Où est l'homme d'État?

Le monde est devenu un endroit bien plus hostile à l'indépendance du Québec qu'il y a 10 ans

Crise de leadership au PQ

L'ineptie de la course à la direction du PQ est la conséquence de la démission de ses dirigeants - officielle en octobre 1984, tacite en février 1996 - du projet indépendantiste.
Les Bourgeault (RIN), Lévesque (MSA) ont gagné les premiers 40 %. Les Parizeau (PQ), Bouchard (BQ) en ont rajouté dix. Mais il ne se trouvera sans doute ni un parti, ni un chef pour racler en 2008 les points manquants. Car découle de cette démission historique une provincialisation marquée des hommes et des idées. Or la finalité de l'indépendantisme est d'un tout autre ordre: insérer l'État dans l'écrin international.

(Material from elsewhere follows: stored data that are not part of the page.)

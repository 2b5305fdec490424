//! SAN move resolution against a position's legal moves.
//!
//! Rather than parsing SAN, each legal move is rendered to SAN and matched
//! against the (cleaned) input, so disambiguation always agrees with the
//! move generator.

use chess::{Board, ChessMove, MoveGen, Piece, Square};

/// Resolve a SAN string to a legal move in `board`.
/// Check/mate/annotation suffixes (`+`, `#`, `!`, `?`) are tolerated, as is
/// zero-style castling notation.
pub fn parse_san(board: &Board, san: &str) -> Option<ChessMove> {
    let wanted = clean(san);
    if wanted.is_empty() {
        return None;
    }
    MoveGen::new_legal(board).find(|m| render(board, *m) == wanted)
}

fn clean(san: &str) -> String {
    let stripped: String = san
        .chars()
        .filter(|c| !matches!(c, '+' | '#' | '!' | '?'))
        .collect();
    stripped.replace("0-0-0", "O-O-O").replace("0-0", "O-O")
}

/// Render a legal move as SAN (without check/mate suffixes).
fn render(board: &Board, m: ChessMove) -> String {
    let src = m.get_source();
    let dest = m.get_dest();
    let piece = match board.piece_on(src) {
        Some(p) => p,
        None => return String::new(),
    };

    if piece == Piece::King {
        let delta = dest.get_file().to_index() as i32 - src.get_file().to_index() as i32;
        if delta == 2 {
            return "O-O".to_string();
        }
        if delta == -2 {
            return "O-O-O".to_string();
        }
    }

    // En passant shows up as a pawn changing file onto an empty square.
    let is_capture = board.piece_on(dest).is_some()
        || (piece == Piece::Pawn && src.get_file() != dest.get_file());

    let mut out = String::new();
    if piece == Piece::Pawn {
        if is_capture {
            out.push(file_char(src));
            out.push('x');
        }
        out.push_str(&dest.to_string());
    } else {
        out.push(piece_char(piece));
        out.push_str(&disambiguation(board, m, piece));
        if is_capture {
            out.push('x');
        }
        out.push_str(&dest.to_string());
    }

    if let Some(promo) = m.get_promotion() {
        out.push('=');
        out.push(piece_char(promo));
    }
    out
}

fn disambiguation(board: &Board, m: ChessMove, piece: Piece) -> String {
    let src = m.get_source();
    let rivals: Vec<Square> = MoveGen::new_legal(board)
        .filter(|other| {
            other.get_dest() == m.get_dest()
                && other.get_source() != src
                && board.piece_on(other.get_source()) == Some(piece)
        })
        .map(|other| other.get_source())
        .collect();

    if rivals.is_empty() {
        String::new()
    } else if rivals.iter().all(|r| r.get_file() != src.get_file()) {
        file_char(src).to_string()
    } else if rivals.iter().all(|r| r.get_rank() != src.get_rank()) {
        rank_char(src).to_string()
    } else {
        format!("{}{}", file_char(src), rank_char(src))
    }
}

fn piece_char(piece: Piece) -> char {
    match piece {
        Piece::King => 'K',
        Piece::Queen => 'Q',
        Piece::Rook => 'R',
        Piece::Bishop => 'B',
        Piece::Knight => 'N',
        Piece::Pawn => 'P',
    }
}

fn file_char(sq: Square) -> char {
    (b'a' + sq.get_file().to_index() as u8) as char
}

fn rank_char(sq: Square) -> char {
    (b'1' + sq.get_rank().to_index() as u8) as char
}

#[cfg(test)]
mod tests {
    use super::*;
    use std::str::FromStr;

    fn apply(board: Board, san: &str) -> Board {
        let m = parse_san(&board, san).unwrap_or_else(|| panic!("no legal move for {san}"));
        board.make_move_new(m)
    }

    #[test]
    fn resolves_pawn_and_piece_moves() {
        let board = Board::default();
        let e4 = parse_san(&board, "e4").unwrap();
        assert_eq!(e4.get_source().to_string(), "e2");
        assert_eq!(e4.get_dest().to_string(), "e4");

        let board = board.make_move_new(e4);
        let board = apply(board, "e5");
        let nf3 = parse_san(&board, "Nf3").unwrap();
        assert_eq!(nf3.get_source().to_string(), "g1");
        assert_eq!(nf3.get_dest().to_string(), "f3");
    }

    #[test]
    fn tolerates_suffixes_and_zero_castling() {
        let mut board = Board::default();
        for san in ["e4", "e5", "Nf3", "Nc6", "Bc4", "Bc5"] {
            board = apply(board, san);
        }
        assert!(parse_san(&board, "O-O").is_some());
        assert!(parse_san(&board, "0-0").is_some());

        let board = Board::default();
        assert!(parse_san(&board, "e4!?").is_some());
    }

    #[test]
    fn resolves_pawn_captures_with_file_prefix() {
        let mut board = Board::default();
        for san in ["e4", "d5"] {
            board = apply(board, san);
        }
        let capture = parse_san(&board, "exd5").unwrap();
        assert_eq!(capture.get_source().to_string(), "e4");
        assert_eq!(capture.get_dest().to_string(), "d5");
        // Plain "d5" is not a capture from e4.
        assert!(parse_san(&board, "d5").is_none());
    }

    #[test]
    fn resolves_promotions() {
        let board = Board::from_str("8/P6k/8/8/8/8/8/7K w - - 0 1").unwrap();
        let promo = parse_san(&board, "a8=Q").unwrap();
        assert_eq!(promo.get_promotion(), Some(Piece::Queen));
        let under = parse_san(&board, "a8=N").unwrap();
        assert_eq!(under.get_promotion(), Some(Piece::Knight));
    }

    #[test]
    fn respects_file_disambiguation() {
        // Rooks on a1 and f1 can both reach d1.
        let board = Board::from_str("7k/8/8/8/8/8/8/R4R1K w - - 0 1").unwrap();
        let rad1 = parse_san(&board, "Rad1").unwrap();
        assert_eq!(rad1.get_source().to_string(), "a1");
        let rfd1 = parse_san(&board, "Rfd1").unwrap();
        assert_eq!(rfd1.get_source().to_string(), "f1");
        // Bare "Rd1" is ambiguous here and must not resolve.
        assert!(parse_san(&board, "Rd1").is_none());
    }
}
//! Snapshot cache with TTL and a quota circuit breaker.
//!
//! Snapshots are cached per subject and served until their TTL expires.
//! Recomputation happens outside the cache lock, so two callers racing past
//! an expired entry may both recompute; the cache only ever serves one
//! result. When the source signals resource exhaustion the whole cache
//! opens a cooldown circuit and answers `NotReady` instead of hammering it.

use std::collections::HashMap;

use chrono::{DateTime, Duration, Utc};
use thiserror::Error;
use tokio::sync::Mutex;
use tracing::warn;

use blunder_core::model::Snapshot;

#[derive(Error, Debug)]
pub enum SnapshotError {
    /// The backing store refused the recompute for capacity reasons.
    #[error("snapshot quota exceeded: {0}")]
    QuotaExceeded(String),

    #[error("snapshot recompute failed: {0}")]
    Recompute(String),
}

/// Where fresh snapshots come from. The worker wires this to the database;
/// tests script it.
#[allow(async_fn_in_trait)]
pub trait SnapshotSource {
    async fn recompute(&self, subject_id: i64) -> Result<Snapshot, SnapshotError>;
}

#[derive(Debug, Clone)]
pub enum SnapshotReply {
    Ready(Snapshot),
    /// The circuit is open; callers should retry after `retry_at`.
    NotReady { retry_at: DateTime<Utc> },
}

#[derive(Debug, Default)]
struct CacheState {
    by_subject: HashMap<i64, Snapshot>,
    circuit_open_until: Option<DateTime<Utc>>,
}

pub struct SnapshotCache<S> {
    source: S,
    ttl: Duration,
    cooldown: Duration,
    state: Mutex<CacheState>,
}

impl<S: SnapshotSource> SnapshotCache<S> {
    pub fn new(source: S, ttl: Duration, cooldown: Duration) -> Self {
        Self {
            source,
            ttl,
            cooldown,
            state: Mutex::new(CacheState::default()),
        }
    }

    /// Serve the cached snapshot if fresh, otherwise recompute it.
    /// `force` bypasses the TTL check but not an open circuit.
    pub async fn get_or_compute(
        &self,
        subject_id: i64,
        force: bool,
    ) -> Result<SnapshotReply, SnapshotError> {
        let now = Utc::now();
        {
            let state = self.state.lock().await;
            if let Some(until) = state.circuit_open_until {
                if now < until {
                    return Ok(SnapshotReply::NotReady { retry_at: until });
                }
            }
            if !force {
                if let Some(cached) = state.by_subject.get(&subject_id) {
                    if now < cached.ttl_expires_at {
                        return Ok(SnapshotReply::Ready(cached.clone()));
                    }
                }
            }
        }

        match self.source.recompute(subject_id).await {
            Ok(mut snapshot) => {
                snapshot.ttl_expires_at = Utc::now() + self.ttl;
                let mut state = self.state.lock().await;
                state.circuit_open_until = None;
                state.by_subject.insert(subject_id, snapshot.clone());
                Ok(SnapshotReply::Ready(snapshot))
            }
            Err(SnapshotError::QuotaExceeded(reason)) => {
                let retry_at = Utc::now() + self.cooldown;
                warn!(subject_id, %reason, "snapshot quota exceeded, opening circuit");
                let mut state = self.state.lock().await;
                state.circuit_open_until = Some(retry_at);
                Ok(SnapshotReply::NotReady { retry_at })
            }
            Err(e) => Err(e),
        }
    }
}
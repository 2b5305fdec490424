//! Worker configuration from environment variables.

use crate::error::WorkerError;

#[derive(Debug, Clone)]
pub struct WorkerConfig {
    pub database_url: String,
    pub engine_path: String,
    pub engine_name: String,
    pub analysis_depth: i32,
    /// Engine search budget per position.
    pub movetime_ms: u64,
    /// Clock reading below which a move counts as time pressure.
    pub low_time_threshold_ms: u32,
    pub num_workers: usize,
    /// Worker sleep between claim attempts when the queue is empty.
    pub idle_poll_ms: u64,
    pub feeder_interval_secs: u64,
    /// Max games enqueued per feeder pass.
    pub enqueue_batch: usize,
    pub sweep_interval_secs: u64,
    /// Age at which a processing claim is considered abandoned.
    pub stale_after_secs: i64,
    pub max_attempts: i32,
    pub snapshot_ttl_secs: i64,
    pub snapshot_cooldown_secs: i64,
}

fn env_parse<T: std::str::FromStr>(key: &str, default: T) -> T {
    std::env::var(key)
        .ok()
        .and_then(|v| v.parse().ok())
        .unwrap_or(default)
}

impl WorkerConfig {
    pub fn from_env() -> Result<Self, WorkerError> {
        let database_url = std::env::var("DATABASE_URL")
            .map_err(|_| WorkerError::Config("DATABASE_URL must be set"))?;

        Ok(Self {
            database_url,
            engine_path: std::env::var("ENGINE_PATH")
                .unwrap_or_else(|_| "/usr/local/bin/stockfish".to_string()),
            engine_name: std::env::var("ENGINE_NAME").unwrap_or_else(|_| "stockfish".to_string()),
            analysis_depth: env_parse("ANALYSIS_DEPTH", 15),
            movetime_ms: env_parse("MOVETIME_MS", 100),
            low_time_threshold_ms: env_parse("LOW_TIME_THRESHOLD_MS", 10_000),
            num_workers: env_parse("NUM_WORKERS", num_cpus::get()),
            idle_poll_ms: env_parse("IDLE_POLL_MS", 1_000),
            feeder_interval_secs: env_parse("FEEDER_INTERVAL_SECS", 30),
            enqueue_batch: env_parse("ENQUEUE_BATCH", 100),
            sweep_interval_secs: env_parse("SWEEP_INTERVAL_SECS", 60),
            stale_after_secs: env_parse("STALE_AFTER_SECS", 120),
            max_attempts: env_parse("MAX_ATTEMPTS", 3),
            snapshot_ttl_secs: env_parse("SNAPSHOT_TTL_SECS", 300),
            snapshot_cooldown_secs: env_parse("SNAPSHOT_COOLDOWN_SECS", 60),
        })
    }
}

La prétendue " maturité " d'un peuple se passant de " sauveurs " est le premier mensonge. Même la France, genou à terre, a eu besoin d'un de Gaulle. C'est bien le peuple qui ferme la marche en temps voulu. Mais qui jauge la stratégie et les tactiques? Qui joue le match de la reconnaissance étrangère? Qui rassemble derrière une vision, un idéal? Le peuple? Non. Un sauveur? Non plus. Mais un chef, si.

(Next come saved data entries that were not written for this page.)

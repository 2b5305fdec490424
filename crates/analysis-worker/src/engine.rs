//! UCI engine process adapter (async line protocol).
//!
//! One handle drives one engine process; concurrent evaluations need
//! separate handles. The lifecycle is an explicit state machine,
//! starting -> ready -> evaluating -> (ready | crashed), so callers and
//! tests can reason about crash recovery instead of probing a dead pipe.

use std::time::Duration;

use tokio::io::{AsyncBufReadExt, AsyncWriteExt, BufReader};
use tokio::process::{Child, ChildStdin, ChildStdout, Command};
use tracing::debug;

use blunder_core::model::Evaluation;

use crate::error::EngineError;

/// Extra wall time allowed beyond `go movetime` before declaring a timeout.
const DEADLINE_GRACE_MS: u64 = 2_000;
/// Budget for the initial UCI handshake.
const HANDSHAKE_TIMEOUT_MS: u64 = 10_000;
/// Budget for draining a timed-out search back to `bestmove`.
const RESYNC_TIMEOUT_MS: u64 = 1_000;

#[derive(Debug, Clone, Copy, PartialEq, Eq)]
pub enum EngineState {
    Starting,
    Ready,
    Evaluating,
    Crashed,
}

/// Seam between the position evaluator and the engine, so tests can drive
/// the game walk with a scripted engine instead of a real process.
#[allow(async_fn_in_trait)]
pub trait PositionEngine {
    async fn evaluate(&mut self, fen: &str, movetime_ms: u64) -> Result<Evaluation, EngineError>;
}

/// A spawned UCI engine process.
#[derive(Debug)]
pub struct UciEngine {
    process: Child,
    stdin: ChildStdin,
    stdout: BufReader<ChildStdout>,
    state: EngineState,
}

impl UciEngine {
    /// Spawn the engine and complete the UCI handshake.
    /// Any failure here surfaces as `EngineError::Unavailable`.
    pub async fn start(path: &str) -> Result<Self, EngineError> {
        let mut process = Command::new(path)
            .stdin(std::process::Stdio::piped())
            .stdout(std::process::Stdio::piped())
            .stderr(std::process::Stdio::null())
            .spawn()
            .map_err(|e| EngineError::Unavailable(format!("failed to spawn {path}: {e}")))?;

        let stdin = process
            .stdin
            .take()
            .ok_or_else(|| EngineError::Unavailable("engine stdin unavailable".to_string()))?;
        let stdout = process
            .stdout
            .take()
            .ok_or_else(|| EngineError::Unavailable("engine stdout unavailable".to_string()))?;

        let mut engine = Self {
            process,
            stdin,
            stdout: BufReader::new(stdout),
            state: EngineState::Starting,
        };

        let handshake = Duration::from_millis(HANDSHAKE_TIMEOUT_MS);
        match tokio::time::timeout(handshake, engine.handshake()).await {
            Ok(Ok(())) => {
                engine.state = EngineState::Ready;
                Ok(engine)
            }
            Ok(Err(e)) => Err(EngineError::Unavailable(format!("handshake failed: {e}"))),
            Err(_) => Err(EngineError::Unavailable("handshake timed out".to_string())),
        }
    }

    pub fn state(&self) -> EngineState {
        self.state
    }

    async fn handshake(&mut self) -> Result<(), EngineError> {
        self.send("uci").await?;
        self.wait_for("uciok").await?;
        self.send("setoption name Threads value 1").await?;
        self.send("setoption name UCI_AnalyseMode value true").await?;
        self.send("isready").await?;
        self.wait_for("readyok").await
    }

    async fn send(&mut self, cmd: &str) -> Result<(), EngineError> {
        debug!(cmd, "engine <");
        self.stdin
            .write_all(format!("{cmd}\n").as_bytes())
            .await
            .map_err(|e| EngineError::Crashed(format!("failed to write to engine: {e}")))?;
        self.stdin
            .flush()
            .await
            .map_err(|e| EngineError::Crashed(format!("failed to flush engine stdin: {e}")))
    }

    /// Read one line; EOF means the process is gone.
    async fn read_line(&mut self) -> Result<String, EngineError> {
        let mut line = String::new();
        let n = self
            .stdout
            .read_line(&mut line)
            .await
            .map_err(|e| EngineError::Crashed(format!("failed to read from engine: {e}")))?;
        if n == 0 {
            return Err(EngineError::Crashed("engine closed stdout".to_string()));
        }
        let trimmed = line.trim().to_string();
        debug!(line = %trimmed, "engine >");
        Ok(trimmed)
    }

    async fn wait_for(&mut self, expected: &str) -> Result<(), EngineError> {
        loop {
            if self.read_line().await? == expected {
                return Ok(());
            }
        }
    }

    /// Run one search and parse the last scored info line before `bestmove`.
    async fn search(&mut self, fen: &str, movetime_ms: u64) -> Result<Evaluation, EngineError> {
        self.send(&format!("position fen {fen}")).await?;
        self.send(&format!("go movetime {movetime_ms}")).await?;

        let mut score_cp = None;
        let mut mate_in = None;
        let mut pv = Vec::new();
        let mut depth_reached = 0;

        loop {
            let line = self.read_line().await?;
            if line.starts_with("info") && line.contains(" pv ") {
                if let Some(cp) = parse_cp(&line) {
                    score_cp = Some(cp);
                    mate_in = None;
                }
                if let Some(mate) = parse_mate(&line) {
                    mate_in = Some(mate);
                    score_cp = None;
                }
                if let Some(depth) = parse_depth(&line) {
                    depth_reached = depth;
                }
                pv = parse_pv(&line);
            } else if line.starts_with("bestmove") {
                if score_cp.is_none() && mate_in.is_none() {
                    // Search ended without a single scored line.
                    return Err(EngineError::Timeout(movetime_ms));
                }
                let best_move = line.split_whitespace().nth(1).unwrap_or("").to_string();
                return Ok(Evaluation {
                    score_cp,
                    mate_in,
                    best_move,
                    pv,
                    depth_reached,
                });
            }
        }
    }

    /// After a missed deadline, stop the search and drain to `bestmove` so
    /// the handle can serve the next position. If the engine stays silent,
    /// the handle is poisoned and the caller must start a fresh one.
    async fn resync(&mut self) {
        let budget = Duration::from_millis(RESYNC_TIMEOUT_MS);
        let drained = tokio::time::timeout(budget, async {
            self.send("stop").await?;
            loop {
                if self.read_line().await?.starts_with("bestmove") {
                    return Ok::<(), EngineError>(());
                }
            }
        })
        .await;

        self.state = match drained {
            Ok(Ok(())) => EngineState::Ready,
            _ => EngineState::Crashed,
        };
    }

    /// Send `quit` and wait for the process to exit.
    pub async fn quit(&mut self) {
        let _ = self.send("quit").await;
        let _ = self.process.wait().await;
    }
}

impl PositionEngine for UciEngine {
    async fn evaluate(&mut self, fen: &str, movetime_ms: u64) -> Result<Evaluation, EngineError> {
        if self.state == EngineState::Crashed {
            return Err(EngineError::Crashed(
                "engine process previously crashed".to_string(),
            ));
        }
        self.state = EngineState::Evaluating;

        let deadline = Duration::from_millis(movetime_ms + DEADLINE_GRACE_MS);
        match tokio::time::timeout(deadline, self.search(fen, movetime_ms)).await {
            Ok(Ok(eval)) => {
                self.state = EngineState::Ready;
                Ok(eval)
            }
            Ok(Err(EngineError::Timeout(ms))) => {
                self.state = EngineState::Ready;
                Err(EngineError::Timeout(ms))
            }
            Ok(Err(e)) => {
                self.state = EngineState::Crashed;
                Err(e)
            }
            Err(_) => {
                self.resync().await;
                Err(EngineError::Timeout(movetime_ms))
            }
        }
    }
}

impl Drop for UciEngine {
    fn drop(&mut self) {
        // Best-effort synchronous kill so no exit path leaks a process.
        let _ = self.process.start_kill();
    }
}

/// The token following `key`, if any.
fn token_after<'a>(line: &'a str, key: &str) -> Option<&'a str> {
    let mut parts = line.split_whitespace();
    while let Some(part) = parts.next() {
        if part == key {
            return parts.next();
        }
    }
    None
}

fn parse_cp(line: &str) -> Option<i32> {
    token_after(line, "cp")?.parse().ok()
}

fn parse_mate(line: &str) -> Option<i32> {
    token_after(line, "mate")?.parse().ok()
}

fn parse_depth(line: &str) -> Option<i32> {
    token_after(line, "depth")?.parse().ok()
}

/// PV moves: everything after the `pv` token up to the next non-move field.
fn parse_pv(line: &str) -> Vec<String> {
    line.split_whitespace()
        .skip_while(|part| *part != "pv")
        .skip(1)
        .take_while(|part| !matches!(*part, "string" | "bmc"))
        .map(str::to_string)
        .collect()
}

Les plats échos de la course disent que ces âpres tâches vont de soi. Second mensonge: il n'en est rien. Le monde compte 3000 nations pour 200 États. La souveraineté pour tout peuple lui apparaît sans doute " naturelle ", mais elle ne découle d'aucune normalité, et de bien peu de droit. Car si la souveraineté était fonction de la viabilité des États, des bons sentiments et de justice, la carte du monde serait radicalement autre.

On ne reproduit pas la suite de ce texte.